• _TASK_
Using the listing below, copy every line that mentions "CreatorSignup".

• _DATA FOR ANALYSIS_
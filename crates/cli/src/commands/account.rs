//! Session commands.

use clap::Args;
use secrecy::SecretString;

use creator_market_core::UserRole;
use creator_market_storefront::services::FieldErrors;
use creator_market_storefront::services::auth::{CreatorSignup, SignupForm, handle_from_name};
use creator_market_storefront::{AppError, AppState};

/// Arguments for `signup`.
#[derive(Args)]
pub struct SignupArgs {
    #[arg(short, long)]
    name: String,

    #[arg(short, long)]
    email: String,

    #[arg(short, long)]
    password: String,

    /// Repeat the password
    #[arg(long)]
    confirm_password: String,

    /// Open a creator shop
    #[arg(long)]
    creator: bool,

    /// Shop handle (defaults to one derived from the name)
    #[arg(long, requires = "creator")]
    handle: Option<String>,

    #[arg(long, default_value_t)]
    bio: String,

    #[arg(long, default_value = "Fashion")]
    category: String,

    /// Accept the terms and conditions
    #[arg(long)]
    accept_terms: bool,
}

pub async fn login(
    state: &AppState,
    email: &str,
    password: String,
    role: UserRole,
) -> Result<(), AppError> {
    state
        .login(email, &SecretString::from(password), role)
        .await?;
    whoami(state).await;
    Ok(())
}

pub async fn signup(state: &AppState, args: SignupArgs) -> Result<(), AppError> {
    let creator = args.creator.then(|| CreatorSignup {
        handle: args
            .handle
            .clone()
            .unwrap_or_else(|| handle_from_name(&args.name)),
        bio: args.bio,
        category: args.category,
    });
    let form = SignupForm {
        name: args.name,
        email: args.email,
        password: SecretString::from(args.password),
        confirm_password: SecretString::from(args.confirm_password),
        creator,
        accept_terms: args.accept_terms,
    };

    let errors = form.validate();
    if !errors.is_empty() {
        print_field_errors(&errors);
        return Err(AppError::Validation(errors));
    }

    let (user, password) = form.into_signup();
    state.signup(user, &password).await?;
    whoami(state).await;
    Ok(())
}

pub async fn logout(state: &AppState) -> Result<(), AppError> {
    state.logout().await?;
    println!("Signed out");
    Ok(())
}

/// Print the signed-in user, if any.
pub async fn whoami(state: &AppState) {
    let session = state.session().await;
    let Some(user) = session.user() else {
        println!("Not signed in");
        return;
    };

    println!("{} <{}> ({})", user.name, user.email, user.role);
    if let Some(profile) = &user.creator_profile {
        println!(
            "  shop @{} - {} followers - {}",
            profile.handle,
            profile.followers,
            profile.categories.join(", ")
        );
    }
}

pub(super) fn print_field_errors(errors: &FieldErrors) {
    for (field, message) in errors {
        println!("  {field}: {message}");
    }
}
impl CheckoutForm {
    /// Check the form, returning one message per invalid field.
    ///
    /// Keys use the form's field names (`firstName`, `cardNumber`, ...). Card
    /// fields are only checked when paying by credit card. An empty map
    /// means the order may be placed.
    #[must_use]
    pub fn validate(&self) -> FieldErrors {
        let mut errors = FieldErrors::new();

        let required = [
            ("firstName", &self.first_name),
            ("lastName", &self.last_name),
            ("email", &self.email),
            ("address", &self.address),
            ("city", &self.city),
            ("postalCode", &self.postal_code),
            ("country", &self.country),
        ];
        for (field, value) in required {
            if value.is_empty() {
                errors.insert(field, REQUIRED.to_owned());
            }
        }

        if !self.email.is_empty() && !EMAIL_RE.is_match(&self.email) {
            errors.insert("email", "Please enter a valid email address".to_owned());
        }

        if self.payment_method == PaymentMethod::CreditCard {
            self.validate_card(&mut errors);
        }

        errors
    }

    fn validate_card(&self, errors: &mut FieldErrors) {
        let number = self.card_number.expose_secret();
        let cvc = self.card_cvc.expose_secret();

        if self.card_name.is_empty() {
            errors.insert("cardName", "Cardholder name is required".to_owned());
        }

        if number.is_empty() {
            errors.insert("cardNumber", "Card number is required".to_owned());
        } else {
            let digits: String = number.chars().filter(|c| !c.is_whitespace()).collect();
            if !CARD_NUMBER_RE.is_match(&digits) {
                errors.insert(
                    "cardNumber",
                    "Please enter a valid 16-digit card number".to_owned(),
                );
            }
        }

        if self.card_expiry.is_empty() {
            errors.insert("cardExpiry", "Expiry date is required".to_owned());
        } else if !EXPIRY_RE.is_match(&self.card_expiry) {
            errors.insert("cardExpiry", "Please use MM/YY format".to_owned());
        }

        if cvc.is_empty() {
            errors.insert("cardCvc", "CVC is required".to_owned());
        } else if !CVC_RE.is_match(cvc) {
            errors.insert("cardCvc", "Please enter a valid CVC".to_owned());
        }
    }
}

• _EXERCISE ANSWER_
use creator_market_storefront::services::auth::{CreatorSignup, SignupForm, handle_from_name};
    let creator = args.creator.then(|| CreatorSignup {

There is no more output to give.